Y esto es así, según los mismos riders, porque la empresa ejerce un control y una presión desproporcionada hacia sus trabajadores, quienes, en teoría, deberían organizarse las horas de trabajo como mejor les conviniera. “No tenemos autonomía” aseguraba González.

¿Cómo funciona exactamente?

Según han relatado varios repartidores a este medio, los trabajadores están conectados a la aplicación. Ésta, a través de un algoritmo que tiene que ver con los repartos a llevar a cabo y la puntuación que recibes por ellos, te asigna unas franjas horarias concretas. Pero al no haber un horario estricto, los riders deben estar permanentemente pendientes del teléfono para no perder la oportunidad de coger un pedido.

Y, a pesar de ser autónomos y poder rechazar las comandas según la disponibilidad, hay que matizar que Glovo establece un sistema de puntuaciones. Todos los trabajadores empiezan con 50 puntos y si quieren llegar a obtener 100, el máximo, y de este modo trabajar en las mejores franjas horarias y poder disponer de los repartos más atractivos económicamente, deben hacer las entregas en las horas establecidas, que el cliente haga una buena valoración y cumplir con los horarios impuestos por la empresa.

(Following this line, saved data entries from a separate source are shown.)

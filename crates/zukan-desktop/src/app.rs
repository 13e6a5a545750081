//! Main application component

use std::sync::Arc;

use dioxus::prelude::*;

use crate::services::AppServices;
use crate::state::AppState;
use crate::views::Home;

/// Root application component
#[component]
pub fn App() -> Element {
    // State signals
    let notes = use_signal(Vec::new);
    let mut session = use_signal(|| None);
    let mut services = use_signal(|| None);
    let mut synchronizer = use_signal(|| None);
    let mut auth_error = use_signal(|| None::<String>);
    let mut services_initialized = use_signal(|| false);

    let mut state = AppState {
        notes,
        session,
        services,
        synchronizer,
        auth_error,
    };

    // Initialize collaborator clients asynchronously (only once)
    use_effect(move || {
        if services_initialized() {
            return;
        }
        services_initialized.set(true); // Mark immediately to prevent double init

        spawn(async move {
            let app_services = match AppServices::from_env() {
                Ok(app_services) => Arc::new(app_services),
                Err(error) => {
                    tracing::error!("Failed to initialize services: {error}");
                    auth_error.set(Some(error.to_string()));
                    return;
                }
            };

            // Restore a persisted session if one is still valid
            match app_services.auth().restore_session().await {
                Ok(Some(restored)) => match app_services.build_synchronizer(&restored) {
                    Ok(sync) => {
                        session.set(Some(restored));
                        synchronizer.set(Some(sync));
                        state.refresh_notes().await;
                    }
                    Err(error) => {
                        tracing::error!("Failed to build synchronizer: {error}");
                        auth_error.set(Some(error.to_string()));
                    }
                },
                Ok(None) => {}
                Err(error) => {
                    tracing::warn!("Session restore failed: {error}");
                }
            }

            services.set(Some(app_services));
        });
    });

    use_context_provider(|| state);

    rsx! {
        document::Link { rel: "stylesheet", href: asset!("/assets/theme.css") }

        div {
            class: "app-container",
            Home {}
        }
    }
}
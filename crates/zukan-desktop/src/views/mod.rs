//! Application views

mod home;

pub use home::Home;
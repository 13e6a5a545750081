//! Recommended Pokémon presets shown in the carousel.
//!
//! The preset list is fixed at compile time; images are embedded so a
//! one-click registration can upload the bytes without touching disk.

/// A carousel display item.
#[derive(Debug, Clone, Copy, PartialEq, Eq)]
pub struct Preset {
    /// Pokémon name
    pub name: &'static str,
    /// Pokémon type
    pub kind: &'static str,
    /// Literal image file name, used as the storage key on registration
    pub file_name: &'static str,
    /// Embedded image bytes
    pub image: &'static [u8],
    /// Image content type for uploads
    pub content_type: &'static str,
}

/// The fixed display-item list, in carousel order.
pub const PRESETS: &[Preset] = &[
    Preset {
        name: "Usokki",
        kind: "rock",
        file_name: "usokki0185.svg",
        image: include_bytes!("../../assets/usokki0185.svg"),
        content_type: "image/svg+xml",
    },
    Preset {
        name: "Mahoippu",
        kind: "fairy",
        file_name: "mahoippu0869.svg",
        image: include_bytes!("../../assets/mahoippu0869.svg"),
        content_type: "image/svg+xml",
    },
    Preset {
        name: "Ponita",
        kind: "fire",
        file_name: "ponita0077.svg",
        image: include_bytes!("../../assets/ponita0077.svg"),
        content_type: "image/svg+xml",
    },
];
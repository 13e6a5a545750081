//! Zukan Desktop Application
//!
//! A Pokémon memo book: browse a rotating carousel of recommended
//! Pokémon and keep your own registered entries.

#![cfg_attr(not(debug_assertions), windows_subsystem = "windows")]

mod app;
mod components;
mod services;
mod state;
mod views;

fn main() {
    // Load environment variables from .env file
    dotenvy::dotenv().ok();

    // Initialize logging
    tracing_subscriber::fmt()
        .with_env_filter(
            tracing_subscriber::EnvFilter::from_default_env()
                .add_directive("zukan=debug".parse().unwrap()),
        )
        .init();

    tracing::info!("Starting Zukan...");

    dioxus::launch(app::App);
}
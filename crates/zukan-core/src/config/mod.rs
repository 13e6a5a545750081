//! Runtime configuration for client apps.
//!
//! Aggregates the endpoints and keys needed to reach the three
//! collaborators: the note API, the auth service, and object storage.
//! All values are environment-driven; secret credentials never live in
//! source.

use std::env;

use crate::storage::S3Config;
use crate::{Error, Result};

const ENV_API_BASE_URL: &str = "ZUKAN_API_BASE_URL";
const ENV_AUTH_URL: &str = "ZUKAN_AUTH_URL";
const ENV_AUTH_API_KEY: &str = "ZUKAN_AUTH_API_KEY";

/// Auth collaborator endpoint configuration.
#[derive(Debug, Clone, PartialEq, Eq)]
pub struct AuthConfig {
    pub url: String,
    pub api_key: String,
}

/// Full client configuration.
///
/// Each collaborator section is optional as a whole; a partially set
/// section is an error so misconfiguration fails loudly at startup.
#[derive(Debug, Clone, Default, PartialEq, Eq)]
pub struct AppConfig {
    /// Base URL of the managed note API.
    pub api_base_url: Option<String>,
    /// Auth endpoint and public API key.
    pub auth: Option<AuthConfig>,
    /// S3-compatible media storage settings.
    pub storage: Option<S3Config>,
}

impl AppConfig {
    /// Load configuration from environment variables.
    pub fn from_env() -> Result<Self> {
        let mut config = parse_config(|key| env::var(key).ok())?;
        config.storage = S3Config::from_env()?;
        Ok(config)
    }

    /// Whether every collaborator section is present.
    #[must_use]
    pub const fn is_complete(&self) -> bool {
        self.api_base_url.is_some() && self.auth.is_some() && self.storage.is_some()
    }
}

fn parse_config(lookup: impl Fn(&str) -> Option<String>) -> Result<AppConfig> {
    let api_base_url = lookup(ENV_API_BASE_URL)
        .map(|value| value.trim().to_string())
        .filter(|value| !value.is_empty());

    let auth_url = lookup(ENV_AUTH_URL)
        .map(|value| value.trim().to_string())
        .filter(|value| !value.is_empty());
    let auth_api_key = lookup(ENV_AUTH_API_KEY)
        .map(|value| value.trim().to_string())
        .filter(|value| !value.is_empty());

    let auth = match (auth_url, auth_api_key) {
        (None, None) => None,
        (Some(url), Some(api_key)) => Some(AuthConfig { url, api_key }),
        (Some(_), None) => {
            return Err(Error::InvalidInput(format!(
                "Auth configuration is incomplete. Missing: {ENV_AUTH_API_KEY}"
            )));
        }
        (None, Some(_)) => {
            return Err(Error::InvalidInput(format!(
                "Auth configuration is incomplete. Missing: {ENV_AUTH_URL}"
            )));
        }
    };

    Ok(AppConfig {
        api_base_url,
        auth,
        storage: None,
    })
}
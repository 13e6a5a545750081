//! Data models for Zukan

mod note;
mod preset;

pub use note::{NewNote, Note, NoteId};
pub use preset::{Preset, PRESETS};
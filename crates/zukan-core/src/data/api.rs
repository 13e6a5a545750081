//! HTTP client for the managed note API.

use serde::Deserialize;

use crate::models::{NewNote, Note, NoteId};
use crate::util::compact_text;
use crate::{Error, Result};

use super::NoteStore;

/// JSON client for note CRUD against the managed backend.
///
/// Operates under the signed-in session: every request carries the
/// session access token as a bearer credential.
#[derive(Debug, Clone)]
pub struct ApiNoteStore {
    base_url: String,
    access_token: String,
    client: reqwest::Client,
}

impl ApiNoteStore {
    /// Builds a client for an explicit API base URL and session token.
    pub fn new(base_url: impl Into<String>, access_token: impl Into<String>) -> Result<Self> {
        let base_url = normalize_base_url(base_url.into().as_str())?;
        let access_token = access_token.into();
        if access_token.trim().is_empty() {
            return Err(Error::InvalidInput(
                "Access token must not be empty".to_string(),
            ));
        }
        let client = reqwest::Client::builder().build()?;
        Ok(Self {
            base_url,
            access_token,
            client,
        })
    }

    /// Returns the base URL this client was configured with.
    #[must_use]
    pub fn base_url(&self) -> &str {
        &self.base_url
    }

    async fn check_status(response: reqwest::Response, action: &str) -> Result<reqwest::Response> {
        if response.status().is_success() {
            return Ok(response);
        }
        let status = response.status().as_u16();
        let body = response.text().await.unwrap_or_default();
        Err(Error::Data(format!(
            "{action} failed with HTTP {status}: {}",
            compact_text(&body)
        )))
    }
}

impl NoteStore for ApiNoteStore {
    async fn list(&self) -> Result<Vec<Note>> {
        let response = self
            .client
            .get(format!("{}/v1/notes", self.base_url))
            .bearer_auth(&self.access_token)
            .header("Accept", "application/json")
            .send()
            .await?;
        let response = Self::check_status(response, "Note list").await?;
        let payload = response.json::<NoteListResponse>().await?;
        Ok(payload.notes)
    }

    async fn create(&self, payload: NewNote) -> Result<Note> {
        let response = self
            .client
            .post(format!("{}/v1/notes", self.base_url))
            .bearer_auth(&self.access_token)
            .header("Accept", "application/json")
            .json(&payload)
            .send()
            .await?;
        let response = Self::check_status(response, "Note create").await?;
        Ok(response.json::<Note>().await?)
    }

    async fn delete(&self, id: &NoteId) -> Result<()> {
        let encoded_id = urlencoding::encode(id.as_str());
        let response = self
            .client
            .delete(format!("{}/v1/notes/{encoded_id}", self.base_url))
            .bearer_auth(&self.access_token)
            .send()
            .await?;
        Self::check_status(response, "Note delete").await?;
        Ok(())
    }
}

#[derive(Debug, Deserialize)]
struct NoteListResponse {
    notes: Vec<Note>,
}

fn normalize_base_url(raw: &str) -> Result<String> {
    let base = raw.trim().trim_end_matches('/').to_string();
    if base.is_empty() {
        return Err(Error::InvalidInput(
            "API base URL must not be empty".to_string(),
        ));
    }
    if !(base.starts_with("https://") || base.starts_with("http://")) {
        return Err(Error::InvalidInput(
            "API base URL must include http:// or https://".to_string(),
        ));
    }
    Ok(base)
}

Si no se cumplen estos requisitos en todos y cada uno de los pedidos que recibes a lo largo del día –un pedido y medio por cada hora, aproximadamente– la empresa te penaliza con mala puntuación, te disminuye las horas de trabajo y te adjudica franjas intempestivas.

¿Y la empresa?

Este medio ha intentado ponerse en contacto de nuevo con la empresa y, por segunda vez, no se ha obtenido ninguna respuesta. Sin embargo, varios trabajadores han asegurado a eltaquigrafo.com, a raíz de reuniones anteriores con los responsables de Glovo en Barcelona, que la empresa justifica sus políticas de trabajo porque creen que son beneficiosas para sus trabajadores.

Estas mismas fuentes reconocen que varios ejecutivos de Glovo han llamado a distintos líderes del colectivo riders, entre ellos, Brian González, y han mantenido reuniones para intentar solucionar la situación de los trabajadores, asegurando que “la intención de escuchar existe, pero luego cuesta más llevarlo a la práctica”.

González espera poderse reunir la semana que viene con los responsables de la multinacional en Barcelona y que no pase como este jueves, que se encontraron las puertas de la sede cerradas y nadie salió a atenderlos.